2009年2月からメキシコで3か所、アメリカでは2か所においていずれも局地的な発生が確認された。その後、メキシコのメキシコシティ、アメリカのテキサス州とカリフォルニア州の3か所にて確認された[14]。感染者はいずれも20歳以下の青少年だった。
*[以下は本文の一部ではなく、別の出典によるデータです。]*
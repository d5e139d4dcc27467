//! Status taxonomy for the public API.
//!
//! Every fallible operation reports through one of these types; nothing is
//! silently swallowed. Callable panics never surface here; they are caught
//! at the execution boundary and routed to the installed panic hook.

use thiserror::Error;

/// Outcome of [`WorkContractGroup::schedule`](crate::WorkContractGroup::schedule).
///
/// Linearizable per slot: exactly one caller observes `Scheduled` for a given
/// (slot, generation); concurrent redundant callers observe `AlreadyScheduled`.
#[derive(Copy, Clone, Debug, PartialEq, Eq)]
pub enum ScheduleResult {
    /// This call published the contract; it will be selected for execution.
    Scheduled,
    /// The contract was already published (or is currently executing).
    AlreadyScheduled,
    /// The slot exists but is not in a schedulable state.
    NotScheduled,
    /// The handle is stale or names a dead owner.
    Invalid,
}

/// Outcome of adding or removing a group on a [`WorkService`](crate::WorkService).
#[derive(Copy, Clone, Debug, PartialEq, Eq)]
pub enum GroupOperationStatus {
    Added,
    Exists,
    Removed,
    NotFound,
}

/// Errors from [`WorkContractGroup::create_contract`](crate::WorkContractGroup::create_contract)
/// and its variants.
#[derive(Copy, Clone, Debug, PartialEq, Eq, Error)]
pub enum CreateContractError {
    /// Every slot is occupied; capacity is fixed at group construction.
    #[error("work contract group is at capacity")]
    CapacityExceeded,
}

/// Errors from [`WorkService::start`](crate::WorkService::start) and
/// [`WorkService::stop`](crate::WorkService::stop).
#[derive(Copy, Clone, Debug, PartialEq, Eq, Error)]
pub enum ServiceError {
    #[error("work service is already running")]
    AlreadyRunning,
    #[error("work service is not running")]
    NotRunning,
}

/// Errors from [`WorkGraph::add_node`](crate::WorkGraph::add_node) and its
/// variants.
#[derive(Copy, Clone, Debug, PartialEq, Eq, Error)]
pub enum AddNodeError {
    /// Nodes can only be added while the graph is under construction.
    #[error("graph has already begun executing")]
    AlreadyExecuting,
}

/// Errors from [`WorkGraph::add_dependency`](crate::WorkGraph::add_dependency).
#[derive(Copy, Clone, Debug, PartialEq, Eq, Error)]
pub enum AddDependencyError {
    /// The edge would close a cycle; dependencies must form a DAG.
    #[error("dependency would create a cycle")]
    WouldCreateCycle,
    /// Edges cannot be added once the graph has begun executing.
    #[error("graph has already begun executing")]
    AlreadyExecuting,
    /// One of the handles does not belong to this graph.
    #[error("node handle does not belong to this graph")]
    ForeignNode,
    /// A node cannot depend on itself.
    #[error("node cannot depend on itself")]
    SelfDependency,
    /// The edge already exists; adding it twice would double-count the
    /// predecessor.
    #[error("dependency already exists")]
    DuplicateEdge,
}
//! Reporting of the time that each stage of the pipeline took.
use std::time::Duration;

use lamina_pipeline::settings::CompilerStageKind;
use lamina_utils::{
    indexmap::IndexMap, stream::CompilerOutputStream, stream_writeln, timing::StageMetrics,
};

/// The metrics of one stage of the pipeline.
#[derive(Debug, Default)]
pub struct StageMetricEntry {
    /// The total time that the stage took.
    pub total: Duration,

    /// The time that each section of the stage took.
    pub children: StageMetrics,
}

pub type Metrics = IndexMap<CompilerStageKind, StageMetricEntry>;

/// Writes collected [Metrics] as an aligned table.
pub struct MetricReporter<'m> {
    metrics: &'m Metrics,
}

impl<'m> MetricReporter<'m> {
    pub fn new(metrics: &'m Metrics) -> Self {
        Self { metrics }
    }

    pub fn report(&self, out: &mut CompilerOutputStream) {
        let mut total = Duration::default();

        for (stage, entry) in self.metrics {
            total += entry.total;
            stream_writeln!(out, "{: <24}: {:?}", stage.to_string(), entry.total);

            for (section, duration) in entry.children.iter() {
                stream_writeln!(out, "  {: <22}: {:?}", section, duration);
            }
        }

        stream_writeln!(out, "{: <24}: {:?}", "total", total);
    }
}

#[cfg(test)]
mod tests {
    use super::*;

    #[test]
    fn reports_stages_and_sections() {
        let mut metrics = Metrics::new();
        let mut children = StageMetrics::default();
        children.timings.insert("check", Duration::from_millis(1));

        metrics.insert(
            CompilerStageKind::ScopeCheck,
            StageMetricEntry { total: Duration::from_millis(2), children },
        );

        let stream = CompilerOutputStream::owned();
        MetricReporter::new(&metrics).report(&mut stream.clone());

        let lines: Vec<_> = stream.collect().lines().map(str::trim_end).map(String::from).collect();
        assert_eq!(lines.len(), 3);
        assert!(lines[0].starts_with("scope checking"));
        assert!(lines[1].starts_with("  check"));
        assert!(lines[2].starts_with("total"));
    }
}
//! The Lamina parser. Sources are parsed with a [pest] grammar, and the
//! resulting parse tree is translated into an `l3` [Program].
pub mod error;
pub mod grammar;
mod translate;

use lamina_ir::l3::{Program, Term};
use lamina_pipeline::{
    dump::dump_ir,
    interface::{CompilerInterface, CompilerResult, CompilerStage},
    settings::{CompilerSettings, CompilerStageKind},
    workspace::Workspace,
};
use lamina_source::SourceId;
use lamina_utils::{
    stream::CompilerOutputStream,
    timing::{CellStageMetrics, HasMetrics, StageMetrics},
};
use pest::Parser as _;

use crate::{
    error::ParseResult,
    grammar::{LaminaGrammar, Rule},
    translate::PestTermBuilder,
};

/// Parse a complete `(l3 (params) body)` program.
pub fn parse_program(contents: &str) -> ParseResult<Program> {
    let mut pairs = LaminaGrammar::parse(Rule::program, contents)?;
    let program = pairs.next().expect("`program` rule always produces a pair");

    PestTermBuilder.transform_program(program)
}

/// Parse a single term, without the surrounding program form.
pub fn parse_term(contents: &str) -> ParseResult<Term> {
    let mut pairs = LaminaGrammar::parse(Rule::standalone_term, contents)?;
    let term = pairs.next().expect("`standalone_term` rule always produces a pair");

    PestTermBuilder.transform_standalone_term(term)
}

/// The Lamina parsing compiler stage.
#[derive(Default)]
pub struct Parser {
    /// The metrics of the parsing stage.
    metrics: CellStageMetrics,
}

impl HasMetrics for Parser {
    fn metrics(&self) -> &CellStageMetrics {
        &self.metrics
    }
}

/// All of the information that is required from the compiler state for the
/// parsing stage to operate.
pub struct ParserCtx<'env> {
    /// The workspace, which holds the source to parse and receives the
    /// parsed program.
    pub workspace: &'env mut Workspace,

    /// The user-given settings.
    pub settings: &'env CompilerSettings,

    /// Where to write the parsed program, if requested.
    pub output_stream: CompilerOutputStream,
}

pub trait ParserCtxQuery: CompilerInterface {
    fn data(&mut self) -> ParserCtx<'_>;
}

impl<Ctx: ParserCtxQuery> CompilerStage<Ctx> for Parser {
    fn kind(&self) -> CompilerStageKind {
        CompilerStageKind::Parse
    }

    fn run(&mut self, entry_point: SourceId, ctx: &mut Ctx) -> CompilerResult<()> {
        let ParserCtx { workspace, .. } = ctx.data();
        let contents = workspace.source_map().contents(entry_point);

        let program = self
            .time_item("parse", |_| parse_program(contents))
            .map_err(|error| vec![error.into_report(entry_point)])?;

        log::debug!("parsed {} with {} parameter(s)", entry_point, program.parameters.len());
        workspace.set_program(entry_point, program);

        Ok(())
    }

    fn cleanup(&mut self, entry_point: SourceId, ctx: &mut Ctx) {
        let ParserCtx { workspace, settings, mut output_stream } = ctx.data();

        if settings.output_stage_results {
            if let Some(program) = workspace.program(entry_point) {
                dump_ir(&mut output_stream, settings.dump_mode, program);
            }
        }
    }

    fn metrics(&self) -> StageMetrics {
        self.metrics.clone().into()
    }

    fn reset_metrics(&mut self) {
        self.metrics.reset();
    }
}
他にも感染が疑われるケースは1,000以上にも及び、これら全てを把握することは不可能に近かったため、WHOの緊急委員会は「すべての国が、通常とは異なるインフルエンザのような症状や深刻な肺炎に対する監視態勢を強化する」よう勧告した[15]。2009年4月24日の段階では、メキシコで感染が疑われている例は大半が比較的若い年齢層で、小児や高齢者の感染確認例は無かった[16]。これらの患者からは、ヒト同士でも感染するA型インフルエンザウイルスのH1N1亜型が検出されている。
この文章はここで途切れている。